I did take it home, and it seemed to pull ok, but I had to take it slow over the hills. It is definitely going to be an issue, and will warrant a new tow vehicle eventually. Soon after we arrived home, we were off on a pre-planned weekend trip to Palm Springs. (No trailer) We had a great time, but it delayed my posting for a couple of days.

Anyway, we've been checking it over since we got it home, and everyone is in love with it. Our first trip is in the third week in Aug. We are going to Twin Lakes. It's in the high sierras just outside of Bridgeport. Should be a good first run.

Hope to have more stories for all as time goes on. Pictures soon to follow.









renz


----------



## California Jim (Dec 11, 2003)

Congrats Renz:

And glad that things went reasonably well with your delivery at MT. I have heard much worse there.

Be sure to get out there and adjust your dual cam system before your camping trip. MT usually does a basic installation and doesn't get the system working to it's fullest, or in my case, not at all


----------



## haleraiser (Jul 28, 2004)

Say Everyone,

We're about to embark on our maiden voyage and I've discovered what appears to be a small problem. I think they got the labels reversed on my Grey and Black tanks. When I run water in the sink of the kitchen, I go to empty the tank, when I pull the valve for the Grey tank nothing comes out. If I pull the Black tank valve, water drains in the amount I ran through the sink.

If I run some water in the toilet, and I pull the Black tank valve, I get nothing again. Yet, when I pull the Grey tank valve, I get the appropriate amount of water to drain.

They have labeled the valve stalk nearest the front of the rig as "Grey" and the one closest to the sewer drain pipe as "Black". Does this sound correct? Could this be a plumbing problem? Should I be worried? Or should I just fix the labeling?

renz


----------



## hurricaneplumber (Apr 12, 2004)

The common "Label Reverser" has struck again.

I would just double check, dump a few gallons down the toilet and label the correct valve where it comes out. Sounds like you are on the right track.

Good Luck.


----------



## Y-Guy (Jan 30, 2004)

hurricaneplumber said:


> The common "Label Reverser" has struck again.


Oh no he's back!!! And here we thought he's been replaced.

haleraiser, on my 28RSS the front handle is the Black tank and the back one the Grey tank.


----------



## Mgonzo2u (Aug 3, 2004)

Got me there. Call MT's and ask for the tech rep that serviced your veh.. He may still remember your rig.

Btw, I wasn't at all impressed with the MT's service dept in Fountain Valley when I took delivery of my '05 21RS this past Sunday (8/8/04). I'm headed down to San Diego for our maiden voyage this weekend and the more I think about it, I'm not even sure they filled my propane tanks as they proposed (and charged me for in their "DSS pack") because I never confirmed it with anyone nor was I advised that it was done.

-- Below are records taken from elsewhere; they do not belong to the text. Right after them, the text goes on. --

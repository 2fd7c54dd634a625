//! Application configuration
//!
//! Settings are layered: the embedded defaults, an optional
//! `config/<HEALTHID_ENV>.toml`, `HEALTHID__*` environment variables and
//! finally the deployment variables (`DATABASE_URL`, `JWT_SECRET`, ...).

use config::{Config, ConfigError, Environment, File, FileFormat};
use serde::Deserialize;
use url::Url;

const DEFAULTS: &str = include_str!("../config/default.toml");

pub const DEV_JWT_SECRET: &str = "development-only-jwt-secret-change-me";
pub const DEV_ENCRYPTION_KEY: &str = "development-only-encryption-key";

#[derive(Debug, Clone, Deserialize)]
pub struct Settings {
    pub environment: String,
    pub api_version: String,
    pub server: ServerConfig,
    pub database: DatabaseConfig,
    pub cors: CorsConfig,
    pub auth: AuthConfig,
    pub ledger: LedgerConfig,
    pub logging: LoggingConfig,
}

#[derive(Debug, Clone, Deserialize)]
pub struct ServerConfig {
    pub host: String,
    pub port: u16,
    pub workers: usize,
    pub json_limit_bytes: usize,
}

#[derive(Debug, Clone, Copy, PartialEq, Eq, Deserialize)]
#[serde(rename_all = "lowercase")]
pub enum StoreBackend {
    Postgres,
    Memory,
}

#[derive(Debug, Clone, Deserialize)]
pub struct DatabaseConfig {
    pub backend: StoreBackend,
    pub url: String,
    pub max_connections: u32,
    pub connect_attempts: u32,
    pub retry_delay_secs: u64,
}

#[derive(Debug, Clone, Deserialize)]
pub struct CorsConfig {
    pub allowed_origins: Vec<String>,
    /// Accept any `http://localhost:<port>` origin.
    pub allow_localhost: bool,
}

#[derive(Debug, Clone, Deserialize)]
pub struct AuthConfig {
    pub jwt_secret: String,
    pub token_ttl_minutes: i64,
}

#[derive(Debug, Clone, Deserialize)]
pub struct LedgerConfig {
    pub enabled: bool,
    pub network: String,
    pub operator_id: String,
    pub encryption_key: String,
    pub contracts: ContractIds,
}

#[derive(Debug, Clone, Deserialize)]
pub struct ContractIds {
    pub patient_identity: String,
    pub access_control: String,
    pub medical_records: String,
}

#[derive(Debug, Clone, Copy, PartialEq, Eq, Deserialize)]
#[serde(rename_all = "lowercase")]
pub enum LogFormat {
    Pretty,
    Json,
}

#[derive(Debug, Clone, Deserialize)]
pub struct LoggingConfig {
    pub level: String,
    pub format: LogFormat,
}

impl Settings {
    /// The embedded defaults alone, without files or environment.
    pub fn defaults() -> Result<Self, ConfigError> {
        Config::builder()
            .add_source(File::from_str(DEFAULTS, FileFormat::Toml))
            .build()?
            .try_deserialize()
    }

    pub fn is_production(&self) -> bool {
        self.environment == "production"
    }

    pub fn bind_address(&self) -> String {
        format!("{}:{}", self.server.host, self.server.port)
    }

    pub fn validate(&self) -> Result<(), ConfigError> {
        if self.database.backend == StoreBackend::Postgres && self.database.url.trim().is_empty() {
            return Err(ConfigError::Message(
                "database.url (or DATABASE_URL) is required for the postgres backend".into(),
            ));
        }
        for origin in &self.cors.allowed_origins {
            Url::parse(origin).map_err(|e| ConfigError::Message(format!("invalid CORS origin {}: {}", origin, e)))?;
        }
        if self.auth.token_ttl_minutes <= 0 {
            return Err(ConfigError::Message("auth.token_ttl_minutes must be positive".into()));
        }
        if self.is_production() {
            if self.auth.jwt_secret == DEV_JWT_SECRET {
                return Err(ConfigError::Message("JWT_SECRET must be set in production".into()));
            }
            if self.ledger.encryption_key == DEV_ENCRYPTION_KEY {
                return Err(ConfigError::Message("ENCRYPTION_KEY must be set in production".into()));
            }
        }
        Ok(())
    }
}

fn env_var(name: &str) -> Option<String> {
    std::env::var(name).ok().filter(|v| !v.trim().is_empty())
}

/// Load configuration from the embedded defaults, files and environment.
pub fn load_config() -> Result<Settings, ConfigError> {
    let env = env_var("HEALTHID_ENV")
        .or_else(|| env_var("NODE_ENV"))
        .unwrap_or_else(|| "development".into());

    let builder = Config::builder()
        .add_source(File::from_str(DEFAULTS, FileFormat::Toml))
        .add_source(File::with_name(&format!("config/{}", env)).required(false))
        .add_source(
            Environment::with_prefix("HEALTHID")
                .prefix_separator("__")
                .separator("__")
                .list_separator(",")
                .with_list_parse_key("cors.allowed_origins")
                .try_parsing(true),
        )
        .set_override("environment", env)?
        .set_override_option("database.url", env_var("DATABASE_URL"))?
        .set_override_option("auth.jwt_secret", env_var("JWT_SECRET"))?
        .set_override_option("ledger.encryption_key", env_var("ENCRYPTION_KEY"))?
        .set_override_option("ledger.network", env_var("HEDERA_NETWORK"))?
        .set_override_option("ledger.operator_id", env_var("OPERATOR_ID"))?
        .set_override_option("ledger.contracts.patient_identity", env_var("PATIENT_IDENTITY_CONTRACT_ID"))?
        .set_override_option("ledger.contracts.access_control", env_var("ACCESS_CONTROL_CONTRACT_ID"))?
        .set_override_option("ledger.contracts.medical_records", env_var("MEDICAL_RECORDS_CONTRACT_ID"))?;

    let mut settings: Settings = builder.build()?.try_deserialize()?;

    // CORS_ORIGIN adds to the allow-list rather than replacing it.
    if let Some(origin) = env_var("CORS_ORIGIN") {
        if !settings.cors.allowed_origins.contains(&origin) {
            settings.cors.allowed_origins.push(origin);
        }
    }

    settings.validate()?;
    Ok(settings)
}
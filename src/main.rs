//! Hedera Health ID
//!
//! Main entry point for the Hedera Health ID API server.

use actix_web::{web, App, HttpServer};
use anyhow::Context;
use tracing::info;
use tracing_actix_web::TracingLogger;

use healthid::{api, config, db, telemetry, AppState};

#[actix_web::main]
async fn main() -> anyhow::Result<()> {
    dotenv::dotenv().ok();

    let settings = config::load_config().context("failed to load configuration")?;
    telemetry::init(&settings.logging);
    info!(
        environment = %settings.environment,
        backend = ?settings.database.backend,
        ledger_network = %settings.ledger.network,
        "starting Hedera Health ID"
    );

    let (store, database) = db::open_store(&settings.database)
        .await
        .context("failed to open the record store")?;

    let bind = settings.bind_address();
    let workers = settings.server.workers.max(1);
    let state = web::Data::new(AppState::new(settings, store));

    info!(%bind, workers, "HTTP server listening");
    HttpServer::new(move || {
        App::new()
            .wrap(api::middleware::cors(&state.config))
            .wrap(TracingLogger::default())
            .configure(api::app_config(state.clone()))
    })
    .workers(workers)
    .bind(&bind)
    .with_context(|| format!("failed to bind {}", bind))?
    .run()
    .await?;

    if let Some(database) = database {
        database.close().await;
    }
    info!("server stopped");
    Ok(())
}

They didn't have my dual batteries installed when I got there for delivery and were pretty much running around like chickens with their heads cut off on a Sunday because there were no "real" mechanics around.

Sheesh they bug me just thinking about it.


----------



## hatcityhosehauler (Feb 13, 2004)

It is my belief that the labels are put on at the dealership, as while doing the PDI on my 26RS, the tech doing the demo labeled the tanks, after draining the antifreeze from one, then checking see which tank gauge showed empty.

The other way to confirm, is to see which valve is closer to the toliet. On my 26RS, the black tank valve is almost directly under the toliet, and the grey is under the tub.

Good luck.

Tim


----------



## haleraiser (Jul 28, 2004)

Greetings Everyone,

Well, we finally took our 28RSS out on it's maiden voyage. It was an interesting trip to say the least. We went to Twin Lakes. It's in the Eastern High Sierras of California near the backside of Yosemite National Park.

There are a pair of lakes that are shaped simailarly tucked back into a valley amongst the east side of a range of mountains near Yosemite. With a nicely maintained campground area at the west side of one lake, it's a terrific place for setting up camp for a vacation. In fact many people setup for the entire Summer there each year!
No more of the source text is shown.